TASK DESCRIPTION: Below are records. Find each line in them that holds the word "InvalidMemberProperties" and copy it.
=== INPUT DATA ===
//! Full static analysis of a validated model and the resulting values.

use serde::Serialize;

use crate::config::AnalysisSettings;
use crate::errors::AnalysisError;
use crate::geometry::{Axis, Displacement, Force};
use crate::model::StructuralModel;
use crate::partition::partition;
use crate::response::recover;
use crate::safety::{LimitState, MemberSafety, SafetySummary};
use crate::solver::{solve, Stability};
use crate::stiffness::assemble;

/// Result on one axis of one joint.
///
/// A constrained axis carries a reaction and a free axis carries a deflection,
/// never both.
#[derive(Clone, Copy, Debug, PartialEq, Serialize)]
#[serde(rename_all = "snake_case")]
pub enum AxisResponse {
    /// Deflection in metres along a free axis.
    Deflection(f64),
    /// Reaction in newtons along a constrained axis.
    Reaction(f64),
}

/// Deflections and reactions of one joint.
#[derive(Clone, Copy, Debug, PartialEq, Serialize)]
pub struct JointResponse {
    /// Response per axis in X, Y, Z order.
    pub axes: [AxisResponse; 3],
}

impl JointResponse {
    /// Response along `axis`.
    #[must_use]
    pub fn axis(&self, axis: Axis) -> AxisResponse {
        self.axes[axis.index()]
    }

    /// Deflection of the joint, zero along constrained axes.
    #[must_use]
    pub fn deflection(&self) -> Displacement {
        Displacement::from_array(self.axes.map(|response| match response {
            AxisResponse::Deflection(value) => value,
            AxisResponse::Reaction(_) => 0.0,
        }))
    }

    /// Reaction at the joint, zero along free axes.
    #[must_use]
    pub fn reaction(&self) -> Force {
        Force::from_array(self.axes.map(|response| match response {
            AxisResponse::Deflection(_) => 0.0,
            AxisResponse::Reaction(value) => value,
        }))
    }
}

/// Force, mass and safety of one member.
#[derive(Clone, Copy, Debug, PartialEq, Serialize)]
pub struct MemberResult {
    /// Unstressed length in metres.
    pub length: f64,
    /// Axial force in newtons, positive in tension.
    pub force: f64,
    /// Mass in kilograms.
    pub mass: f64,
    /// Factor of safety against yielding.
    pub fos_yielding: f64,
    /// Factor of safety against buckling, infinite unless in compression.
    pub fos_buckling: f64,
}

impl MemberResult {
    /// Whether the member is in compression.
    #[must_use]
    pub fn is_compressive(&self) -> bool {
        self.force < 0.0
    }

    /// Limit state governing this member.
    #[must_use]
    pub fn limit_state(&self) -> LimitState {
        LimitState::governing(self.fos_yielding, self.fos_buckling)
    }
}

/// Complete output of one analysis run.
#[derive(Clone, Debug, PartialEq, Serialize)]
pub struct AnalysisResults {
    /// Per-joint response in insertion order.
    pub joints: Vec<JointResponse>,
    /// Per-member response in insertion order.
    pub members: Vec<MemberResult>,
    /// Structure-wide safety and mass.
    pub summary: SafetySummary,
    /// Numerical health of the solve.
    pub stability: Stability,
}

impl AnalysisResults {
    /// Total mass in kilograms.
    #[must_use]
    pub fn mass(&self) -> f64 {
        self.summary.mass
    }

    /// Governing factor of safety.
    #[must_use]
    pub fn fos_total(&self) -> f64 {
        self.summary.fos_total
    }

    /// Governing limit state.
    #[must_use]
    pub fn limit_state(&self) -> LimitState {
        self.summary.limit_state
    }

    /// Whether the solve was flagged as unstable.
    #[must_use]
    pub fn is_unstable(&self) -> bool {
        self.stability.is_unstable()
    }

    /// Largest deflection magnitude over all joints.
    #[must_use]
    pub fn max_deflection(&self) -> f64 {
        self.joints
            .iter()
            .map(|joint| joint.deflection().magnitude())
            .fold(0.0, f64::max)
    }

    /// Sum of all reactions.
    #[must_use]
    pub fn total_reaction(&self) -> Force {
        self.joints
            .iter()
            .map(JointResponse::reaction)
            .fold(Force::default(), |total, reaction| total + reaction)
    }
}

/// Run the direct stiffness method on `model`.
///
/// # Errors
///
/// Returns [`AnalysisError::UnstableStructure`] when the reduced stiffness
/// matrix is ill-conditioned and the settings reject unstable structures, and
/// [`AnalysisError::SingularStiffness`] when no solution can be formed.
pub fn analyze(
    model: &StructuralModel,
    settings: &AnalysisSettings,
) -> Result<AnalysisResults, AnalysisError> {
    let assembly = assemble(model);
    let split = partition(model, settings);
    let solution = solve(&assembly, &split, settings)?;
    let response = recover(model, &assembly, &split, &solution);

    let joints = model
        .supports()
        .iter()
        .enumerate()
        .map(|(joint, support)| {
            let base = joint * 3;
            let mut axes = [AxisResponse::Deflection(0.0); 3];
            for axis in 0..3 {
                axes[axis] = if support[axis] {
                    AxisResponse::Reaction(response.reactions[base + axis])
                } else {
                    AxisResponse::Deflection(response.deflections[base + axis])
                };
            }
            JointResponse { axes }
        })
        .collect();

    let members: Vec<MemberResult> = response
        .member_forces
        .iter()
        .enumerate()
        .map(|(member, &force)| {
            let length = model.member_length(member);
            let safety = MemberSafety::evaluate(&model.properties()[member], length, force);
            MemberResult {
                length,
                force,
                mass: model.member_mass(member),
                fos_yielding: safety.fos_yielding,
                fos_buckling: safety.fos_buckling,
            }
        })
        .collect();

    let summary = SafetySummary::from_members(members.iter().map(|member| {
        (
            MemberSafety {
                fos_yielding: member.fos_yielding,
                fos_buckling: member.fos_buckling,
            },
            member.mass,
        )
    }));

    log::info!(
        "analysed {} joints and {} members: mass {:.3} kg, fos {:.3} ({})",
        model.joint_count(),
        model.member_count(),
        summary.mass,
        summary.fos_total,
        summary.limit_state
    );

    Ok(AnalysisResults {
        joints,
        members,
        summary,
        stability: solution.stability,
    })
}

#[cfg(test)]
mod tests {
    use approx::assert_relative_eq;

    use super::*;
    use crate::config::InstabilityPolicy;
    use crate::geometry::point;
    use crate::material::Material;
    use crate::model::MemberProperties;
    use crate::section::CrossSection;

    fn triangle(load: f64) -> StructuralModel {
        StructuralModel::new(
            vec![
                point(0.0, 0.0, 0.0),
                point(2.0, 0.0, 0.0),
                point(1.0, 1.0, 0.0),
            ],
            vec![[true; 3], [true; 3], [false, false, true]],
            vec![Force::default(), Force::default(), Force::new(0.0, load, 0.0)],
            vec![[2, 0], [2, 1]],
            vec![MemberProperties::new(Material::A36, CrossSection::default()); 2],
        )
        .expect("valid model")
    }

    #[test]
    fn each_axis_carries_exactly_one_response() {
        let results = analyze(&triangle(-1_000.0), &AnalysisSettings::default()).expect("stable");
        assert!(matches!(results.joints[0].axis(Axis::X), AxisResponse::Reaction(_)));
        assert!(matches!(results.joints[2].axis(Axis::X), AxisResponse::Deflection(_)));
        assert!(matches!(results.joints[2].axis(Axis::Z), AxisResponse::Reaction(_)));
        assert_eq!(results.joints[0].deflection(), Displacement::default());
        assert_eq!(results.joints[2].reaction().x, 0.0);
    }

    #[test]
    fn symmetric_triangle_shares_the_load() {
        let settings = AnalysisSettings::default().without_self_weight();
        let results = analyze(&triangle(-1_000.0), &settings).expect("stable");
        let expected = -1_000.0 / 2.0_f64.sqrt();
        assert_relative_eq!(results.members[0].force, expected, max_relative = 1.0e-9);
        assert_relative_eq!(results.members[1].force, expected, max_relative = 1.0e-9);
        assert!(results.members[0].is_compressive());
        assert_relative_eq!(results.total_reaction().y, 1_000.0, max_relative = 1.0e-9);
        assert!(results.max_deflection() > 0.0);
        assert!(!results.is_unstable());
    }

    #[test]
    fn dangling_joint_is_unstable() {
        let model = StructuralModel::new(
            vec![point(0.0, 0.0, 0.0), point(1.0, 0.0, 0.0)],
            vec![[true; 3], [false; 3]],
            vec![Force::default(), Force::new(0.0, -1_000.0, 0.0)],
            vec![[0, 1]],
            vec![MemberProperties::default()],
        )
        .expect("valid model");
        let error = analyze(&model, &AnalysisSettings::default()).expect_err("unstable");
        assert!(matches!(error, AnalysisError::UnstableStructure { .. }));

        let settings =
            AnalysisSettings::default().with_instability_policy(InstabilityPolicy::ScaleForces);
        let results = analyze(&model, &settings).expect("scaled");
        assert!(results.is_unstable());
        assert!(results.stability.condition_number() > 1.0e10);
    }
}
===
=== INPUT DATA ===
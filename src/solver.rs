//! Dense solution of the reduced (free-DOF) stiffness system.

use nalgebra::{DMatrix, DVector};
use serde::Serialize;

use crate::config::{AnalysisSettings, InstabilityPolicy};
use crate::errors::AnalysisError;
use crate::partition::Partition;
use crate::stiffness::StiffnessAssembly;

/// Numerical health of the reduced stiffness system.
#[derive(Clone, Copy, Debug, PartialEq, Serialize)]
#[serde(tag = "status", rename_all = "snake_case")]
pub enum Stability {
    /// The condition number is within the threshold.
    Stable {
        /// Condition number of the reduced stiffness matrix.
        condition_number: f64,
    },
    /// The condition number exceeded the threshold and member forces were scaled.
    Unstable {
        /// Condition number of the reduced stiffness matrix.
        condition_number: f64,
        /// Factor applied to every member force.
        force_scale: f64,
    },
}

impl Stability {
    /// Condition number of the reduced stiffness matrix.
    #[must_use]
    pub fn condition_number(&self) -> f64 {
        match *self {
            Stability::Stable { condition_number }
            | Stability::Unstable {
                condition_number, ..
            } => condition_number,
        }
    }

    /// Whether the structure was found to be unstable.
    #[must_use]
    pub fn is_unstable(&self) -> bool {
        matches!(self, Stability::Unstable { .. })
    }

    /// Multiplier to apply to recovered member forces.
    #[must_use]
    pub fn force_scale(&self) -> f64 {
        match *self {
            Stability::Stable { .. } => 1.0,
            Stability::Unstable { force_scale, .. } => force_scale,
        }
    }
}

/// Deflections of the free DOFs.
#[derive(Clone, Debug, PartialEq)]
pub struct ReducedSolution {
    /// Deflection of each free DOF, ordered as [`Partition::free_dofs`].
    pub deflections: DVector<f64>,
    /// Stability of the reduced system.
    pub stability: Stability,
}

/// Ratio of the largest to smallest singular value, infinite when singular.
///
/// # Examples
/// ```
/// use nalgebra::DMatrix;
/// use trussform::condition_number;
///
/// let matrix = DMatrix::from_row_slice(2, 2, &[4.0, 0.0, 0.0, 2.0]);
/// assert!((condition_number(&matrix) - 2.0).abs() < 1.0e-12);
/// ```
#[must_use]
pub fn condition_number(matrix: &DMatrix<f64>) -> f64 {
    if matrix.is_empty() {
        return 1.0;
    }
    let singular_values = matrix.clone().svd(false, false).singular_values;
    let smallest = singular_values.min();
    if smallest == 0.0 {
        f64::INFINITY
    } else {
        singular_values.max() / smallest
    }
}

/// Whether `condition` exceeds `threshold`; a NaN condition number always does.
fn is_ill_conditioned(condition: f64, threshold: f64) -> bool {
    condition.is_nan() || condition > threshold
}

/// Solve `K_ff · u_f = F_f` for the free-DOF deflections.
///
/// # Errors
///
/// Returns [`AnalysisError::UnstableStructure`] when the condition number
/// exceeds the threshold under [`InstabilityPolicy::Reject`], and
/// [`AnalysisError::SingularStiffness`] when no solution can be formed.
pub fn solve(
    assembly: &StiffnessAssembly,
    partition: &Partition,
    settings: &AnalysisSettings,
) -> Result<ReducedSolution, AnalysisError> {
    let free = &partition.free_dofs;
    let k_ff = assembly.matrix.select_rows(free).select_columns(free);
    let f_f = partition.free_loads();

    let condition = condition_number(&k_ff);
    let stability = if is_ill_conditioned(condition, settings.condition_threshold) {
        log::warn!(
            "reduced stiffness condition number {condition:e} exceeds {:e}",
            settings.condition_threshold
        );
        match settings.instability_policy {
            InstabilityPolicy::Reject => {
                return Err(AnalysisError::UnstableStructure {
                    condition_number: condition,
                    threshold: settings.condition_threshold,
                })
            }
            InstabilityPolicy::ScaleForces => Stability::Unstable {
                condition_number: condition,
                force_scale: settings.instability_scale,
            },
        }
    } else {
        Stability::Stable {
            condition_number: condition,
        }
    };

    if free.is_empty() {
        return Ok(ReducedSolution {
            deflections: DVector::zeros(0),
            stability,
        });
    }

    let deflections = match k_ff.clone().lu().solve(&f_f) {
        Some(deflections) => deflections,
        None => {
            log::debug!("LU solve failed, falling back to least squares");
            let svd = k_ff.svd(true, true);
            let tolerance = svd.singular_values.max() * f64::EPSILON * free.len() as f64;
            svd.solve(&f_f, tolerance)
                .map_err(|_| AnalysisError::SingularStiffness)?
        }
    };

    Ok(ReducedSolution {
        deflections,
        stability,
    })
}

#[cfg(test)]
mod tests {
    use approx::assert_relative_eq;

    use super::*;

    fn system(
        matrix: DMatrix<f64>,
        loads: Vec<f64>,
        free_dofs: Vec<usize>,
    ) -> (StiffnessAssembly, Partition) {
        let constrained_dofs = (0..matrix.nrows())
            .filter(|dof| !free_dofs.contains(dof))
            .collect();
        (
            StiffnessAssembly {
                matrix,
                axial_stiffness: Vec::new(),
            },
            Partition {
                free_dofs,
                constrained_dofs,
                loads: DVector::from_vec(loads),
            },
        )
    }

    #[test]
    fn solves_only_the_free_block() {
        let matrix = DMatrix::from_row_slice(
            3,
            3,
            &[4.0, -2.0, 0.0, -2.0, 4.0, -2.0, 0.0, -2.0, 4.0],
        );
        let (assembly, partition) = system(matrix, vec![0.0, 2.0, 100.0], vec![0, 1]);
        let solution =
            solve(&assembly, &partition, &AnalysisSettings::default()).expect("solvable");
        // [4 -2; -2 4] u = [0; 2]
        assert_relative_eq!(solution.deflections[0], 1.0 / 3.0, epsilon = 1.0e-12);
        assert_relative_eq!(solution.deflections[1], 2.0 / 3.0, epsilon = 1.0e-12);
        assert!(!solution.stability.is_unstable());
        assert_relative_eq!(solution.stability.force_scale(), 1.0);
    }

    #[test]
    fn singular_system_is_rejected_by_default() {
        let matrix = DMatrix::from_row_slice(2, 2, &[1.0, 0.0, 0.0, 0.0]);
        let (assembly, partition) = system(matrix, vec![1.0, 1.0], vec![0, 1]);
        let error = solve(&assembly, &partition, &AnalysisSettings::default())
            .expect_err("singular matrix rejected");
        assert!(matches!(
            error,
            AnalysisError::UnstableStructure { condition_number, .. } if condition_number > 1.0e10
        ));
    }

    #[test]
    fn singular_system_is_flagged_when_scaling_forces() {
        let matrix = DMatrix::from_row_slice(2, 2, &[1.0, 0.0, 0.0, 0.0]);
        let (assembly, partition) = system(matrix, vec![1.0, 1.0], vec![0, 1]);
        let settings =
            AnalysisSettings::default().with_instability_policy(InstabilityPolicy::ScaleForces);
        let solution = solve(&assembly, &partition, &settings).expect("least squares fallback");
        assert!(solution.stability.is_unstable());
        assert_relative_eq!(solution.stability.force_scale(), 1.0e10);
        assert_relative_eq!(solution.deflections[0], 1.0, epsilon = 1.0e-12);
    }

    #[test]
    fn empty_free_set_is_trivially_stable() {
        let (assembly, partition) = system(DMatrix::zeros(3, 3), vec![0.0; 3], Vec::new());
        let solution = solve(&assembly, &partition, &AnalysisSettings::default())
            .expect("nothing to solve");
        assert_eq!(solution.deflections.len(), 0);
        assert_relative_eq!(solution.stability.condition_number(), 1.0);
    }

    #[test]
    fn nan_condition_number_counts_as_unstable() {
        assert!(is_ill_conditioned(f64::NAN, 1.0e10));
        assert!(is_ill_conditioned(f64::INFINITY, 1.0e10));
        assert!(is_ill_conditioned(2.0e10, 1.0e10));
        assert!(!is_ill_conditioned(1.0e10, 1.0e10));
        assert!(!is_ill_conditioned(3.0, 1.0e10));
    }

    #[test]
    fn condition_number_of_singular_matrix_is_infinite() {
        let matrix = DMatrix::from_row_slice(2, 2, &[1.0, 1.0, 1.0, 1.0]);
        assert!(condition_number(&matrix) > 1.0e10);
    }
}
===
=== INPUT DATA ===
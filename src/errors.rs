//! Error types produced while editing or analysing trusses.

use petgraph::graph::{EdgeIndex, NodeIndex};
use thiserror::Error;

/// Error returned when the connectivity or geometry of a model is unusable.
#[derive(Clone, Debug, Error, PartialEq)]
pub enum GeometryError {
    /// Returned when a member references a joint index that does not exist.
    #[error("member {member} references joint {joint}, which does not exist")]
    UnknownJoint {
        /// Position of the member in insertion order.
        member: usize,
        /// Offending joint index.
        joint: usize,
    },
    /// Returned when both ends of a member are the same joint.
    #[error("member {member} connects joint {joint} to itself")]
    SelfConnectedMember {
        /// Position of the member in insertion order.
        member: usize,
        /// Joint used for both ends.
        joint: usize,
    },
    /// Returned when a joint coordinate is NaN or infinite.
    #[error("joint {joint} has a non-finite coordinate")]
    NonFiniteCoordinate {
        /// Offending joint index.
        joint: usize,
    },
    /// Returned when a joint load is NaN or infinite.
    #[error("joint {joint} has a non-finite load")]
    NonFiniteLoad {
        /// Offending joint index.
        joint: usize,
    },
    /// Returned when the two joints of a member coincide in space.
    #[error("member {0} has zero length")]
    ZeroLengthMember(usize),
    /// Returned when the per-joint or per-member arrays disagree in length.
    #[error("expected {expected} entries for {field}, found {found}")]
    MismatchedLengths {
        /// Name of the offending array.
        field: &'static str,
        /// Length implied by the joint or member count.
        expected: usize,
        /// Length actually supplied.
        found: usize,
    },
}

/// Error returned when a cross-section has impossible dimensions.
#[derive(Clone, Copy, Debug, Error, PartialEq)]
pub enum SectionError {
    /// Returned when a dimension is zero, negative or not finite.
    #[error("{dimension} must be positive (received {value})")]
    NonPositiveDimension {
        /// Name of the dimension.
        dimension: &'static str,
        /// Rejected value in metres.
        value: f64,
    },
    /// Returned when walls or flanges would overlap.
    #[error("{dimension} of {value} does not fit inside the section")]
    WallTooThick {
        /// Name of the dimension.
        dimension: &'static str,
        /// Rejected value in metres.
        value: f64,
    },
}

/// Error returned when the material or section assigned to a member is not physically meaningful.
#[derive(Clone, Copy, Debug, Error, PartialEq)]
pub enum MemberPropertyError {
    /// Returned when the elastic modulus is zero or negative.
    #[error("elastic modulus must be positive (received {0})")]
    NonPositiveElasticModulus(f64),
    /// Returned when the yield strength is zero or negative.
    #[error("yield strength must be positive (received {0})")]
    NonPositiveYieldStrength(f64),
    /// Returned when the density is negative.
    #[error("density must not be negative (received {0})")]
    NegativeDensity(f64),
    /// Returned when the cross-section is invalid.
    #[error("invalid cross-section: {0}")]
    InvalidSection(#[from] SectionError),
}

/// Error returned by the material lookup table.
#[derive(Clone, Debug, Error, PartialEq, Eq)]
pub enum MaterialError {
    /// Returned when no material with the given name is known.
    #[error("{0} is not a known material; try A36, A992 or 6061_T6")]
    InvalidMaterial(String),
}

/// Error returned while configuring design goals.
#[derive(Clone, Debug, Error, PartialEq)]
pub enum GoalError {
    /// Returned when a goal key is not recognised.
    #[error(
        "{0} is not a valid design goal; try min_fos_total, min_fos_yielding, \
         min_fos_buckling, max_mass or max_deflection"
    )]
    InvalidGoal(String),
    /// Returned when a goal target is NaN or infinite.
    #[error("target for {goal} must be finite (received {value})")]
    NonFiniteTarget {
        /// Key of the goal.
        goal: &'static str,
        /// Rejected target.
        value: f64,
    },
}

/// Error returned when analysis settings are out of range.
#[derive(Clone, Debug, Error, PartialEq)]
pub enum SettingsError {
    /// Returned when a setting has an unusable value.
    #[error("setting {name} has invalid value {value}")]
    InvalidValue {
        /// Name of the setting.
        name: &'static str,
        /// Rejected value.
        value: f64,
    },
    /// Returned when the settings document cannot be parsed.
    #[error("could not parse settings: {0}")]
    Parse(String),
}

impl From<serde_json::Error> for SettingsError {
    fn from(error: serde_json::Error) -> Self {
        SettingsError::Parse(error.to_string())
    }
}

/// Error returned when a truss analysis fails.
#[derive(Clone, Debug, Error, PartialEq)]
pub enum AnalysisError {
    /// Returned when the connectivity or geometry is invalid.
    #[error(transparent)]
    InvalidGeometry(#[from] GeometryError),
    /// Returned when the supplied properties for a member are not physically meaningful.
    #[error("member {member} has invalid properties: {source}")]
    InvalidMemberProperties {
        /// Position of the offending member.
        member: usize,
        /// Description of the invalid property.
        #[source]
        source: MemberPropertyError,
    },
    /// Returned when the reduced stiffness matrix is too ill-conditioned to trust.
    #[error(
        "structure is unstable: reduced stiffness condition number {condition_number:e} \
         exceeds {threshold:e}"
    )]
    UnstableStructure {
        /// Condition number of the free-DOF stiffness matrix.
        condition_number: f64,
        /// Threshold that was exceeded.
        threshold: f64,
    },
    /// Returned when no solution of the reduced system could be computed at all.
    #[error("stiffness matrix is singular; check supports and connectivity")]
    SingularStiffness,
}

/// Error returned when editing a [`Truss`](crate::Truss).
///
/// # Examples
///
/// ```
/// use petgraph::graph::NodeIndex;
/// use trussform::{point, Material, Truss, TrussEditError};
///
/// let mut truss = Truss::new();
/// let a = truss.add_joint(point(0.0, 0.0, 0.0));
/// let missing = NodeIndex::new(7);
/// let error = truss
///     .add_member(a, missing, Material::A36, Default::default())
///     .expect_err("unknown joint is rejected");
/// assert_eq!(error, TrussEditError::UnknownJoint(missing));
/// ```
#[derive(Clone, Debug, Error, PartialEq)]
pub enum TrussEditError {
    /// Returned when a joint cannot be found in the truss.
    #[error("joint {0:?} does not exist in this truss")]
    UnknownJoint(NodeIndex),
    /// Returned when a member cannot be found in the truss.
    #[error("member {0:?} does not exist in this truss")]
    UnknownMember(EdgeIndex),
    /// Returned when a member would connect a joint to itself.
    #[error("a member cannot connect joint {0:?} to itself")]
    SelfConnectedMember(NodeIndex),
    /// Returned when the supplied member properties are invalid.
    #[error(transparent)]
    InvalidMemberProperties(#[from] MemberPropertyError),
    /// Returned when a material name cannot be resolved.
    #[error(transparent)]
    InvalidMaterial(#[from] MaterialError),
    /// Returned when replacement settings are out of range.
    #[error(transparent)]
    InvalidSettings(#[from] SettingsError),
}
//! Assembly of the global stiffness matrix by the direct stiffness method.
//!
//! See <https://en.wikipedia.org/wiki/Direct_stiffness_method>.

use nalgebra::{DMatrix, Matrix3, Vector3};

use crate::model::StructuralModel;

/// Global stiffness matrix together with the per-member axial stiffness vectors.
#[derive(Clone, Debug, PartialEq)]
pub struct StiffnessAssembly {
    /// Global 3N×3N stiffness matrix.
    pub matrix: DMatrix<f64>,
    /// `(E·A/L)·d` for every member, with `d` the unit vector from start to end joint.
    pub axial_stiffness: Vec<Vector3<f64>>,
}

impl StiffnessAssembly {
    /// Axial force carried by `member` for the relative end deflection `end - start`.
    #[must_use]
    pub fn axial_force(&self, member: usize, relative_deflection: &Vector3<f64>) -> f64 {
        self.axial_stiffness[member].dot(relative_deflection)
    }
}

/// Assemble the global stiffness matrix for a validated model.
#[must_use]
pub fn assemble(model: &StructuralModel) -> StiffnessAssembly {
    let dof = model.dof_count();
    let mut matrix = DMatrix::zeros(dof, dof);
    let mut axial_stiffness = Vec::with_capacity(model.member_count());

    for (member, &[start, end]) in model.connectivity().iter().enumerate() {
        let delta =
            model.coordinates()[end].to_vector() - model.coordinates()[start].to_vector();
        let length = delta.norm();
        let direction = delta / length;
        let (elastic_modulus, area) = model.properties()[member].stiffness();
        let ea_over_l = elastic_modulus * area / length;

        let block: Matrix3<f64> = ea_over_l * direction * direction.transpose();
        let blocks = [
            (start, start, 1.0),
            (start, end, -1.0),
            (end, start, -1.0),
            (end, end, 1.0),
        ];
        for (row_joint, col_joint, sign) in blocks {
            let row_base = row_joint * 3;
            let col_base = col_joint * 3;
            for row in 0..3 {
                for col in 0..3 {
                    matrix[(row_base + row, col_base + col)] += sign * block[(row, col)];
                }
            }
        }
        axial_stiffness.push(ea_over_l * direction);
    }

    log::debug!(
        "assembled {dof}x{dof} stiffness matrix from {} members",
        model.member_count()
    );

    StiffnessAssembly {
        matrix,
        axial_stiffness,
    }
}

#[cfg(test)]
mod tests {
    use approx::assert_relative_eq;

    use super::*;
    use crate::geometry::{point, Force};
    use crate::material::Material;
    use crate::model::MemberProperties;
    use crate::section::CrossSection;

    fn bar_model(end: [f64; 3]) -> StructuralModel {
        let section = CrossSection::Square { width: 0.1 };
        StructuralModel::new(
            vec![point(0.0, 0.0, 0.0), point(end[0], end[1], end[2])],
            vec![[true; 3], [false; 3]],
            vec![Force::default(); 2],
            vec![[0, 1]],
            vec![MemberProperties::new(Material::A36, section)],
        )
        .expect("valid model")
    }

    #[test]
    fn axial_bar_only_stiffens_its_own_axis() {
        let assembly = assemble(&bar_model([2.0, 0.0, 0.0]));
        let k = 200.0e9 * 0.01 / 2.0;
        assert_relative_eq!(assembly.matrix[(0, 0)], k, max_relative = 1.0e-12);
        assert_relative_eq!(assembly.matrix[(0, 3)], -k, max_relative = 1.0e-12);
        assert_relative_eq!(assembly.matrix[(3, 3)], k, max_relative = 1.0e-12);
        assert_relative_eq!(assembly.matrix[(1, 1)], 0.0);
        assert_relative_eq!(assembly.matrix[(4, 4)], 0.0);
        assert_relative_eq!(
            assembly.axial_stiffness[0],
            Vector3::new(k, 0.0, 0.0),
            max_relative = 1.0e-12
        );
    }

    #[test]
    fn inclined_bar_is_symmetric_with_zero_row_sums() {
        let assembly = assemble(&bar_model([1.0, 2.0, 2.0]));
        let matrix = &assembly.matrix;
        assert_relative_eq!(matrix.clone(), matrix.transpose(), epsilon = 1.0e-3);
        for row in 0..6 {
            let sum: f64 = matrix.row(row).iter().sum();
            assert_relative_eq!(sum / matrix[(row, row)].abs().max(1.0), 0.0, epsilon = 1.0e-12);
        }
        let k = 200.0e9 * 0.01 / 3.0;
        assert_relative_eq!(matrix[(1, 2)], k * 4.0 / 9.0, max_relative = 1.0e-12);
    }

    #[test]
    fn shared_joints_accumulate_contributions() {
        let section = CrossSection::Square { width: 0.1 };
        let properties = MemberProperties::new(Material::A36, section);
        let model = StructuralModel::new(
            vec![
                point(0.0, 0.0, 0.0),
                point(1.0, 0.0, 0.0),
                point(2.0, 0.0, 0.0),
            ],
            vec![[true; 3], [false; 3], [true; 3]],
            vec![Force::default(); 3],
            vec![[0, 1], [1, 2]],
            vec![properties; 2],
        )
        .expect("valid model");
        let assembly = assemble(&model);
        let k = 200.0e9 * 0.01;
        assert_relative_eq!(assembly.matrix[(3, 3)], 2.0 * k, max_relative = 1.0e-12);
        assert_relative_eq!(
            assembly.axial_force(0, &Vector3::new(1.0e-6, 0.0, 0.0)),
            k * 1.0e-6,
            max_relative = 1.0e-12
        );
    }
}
===
ANSWER FOR THIS EXERCISE:
    InvalidMemberProperties {
    InvalidMemberProperties(#[from] MemberPropertyError),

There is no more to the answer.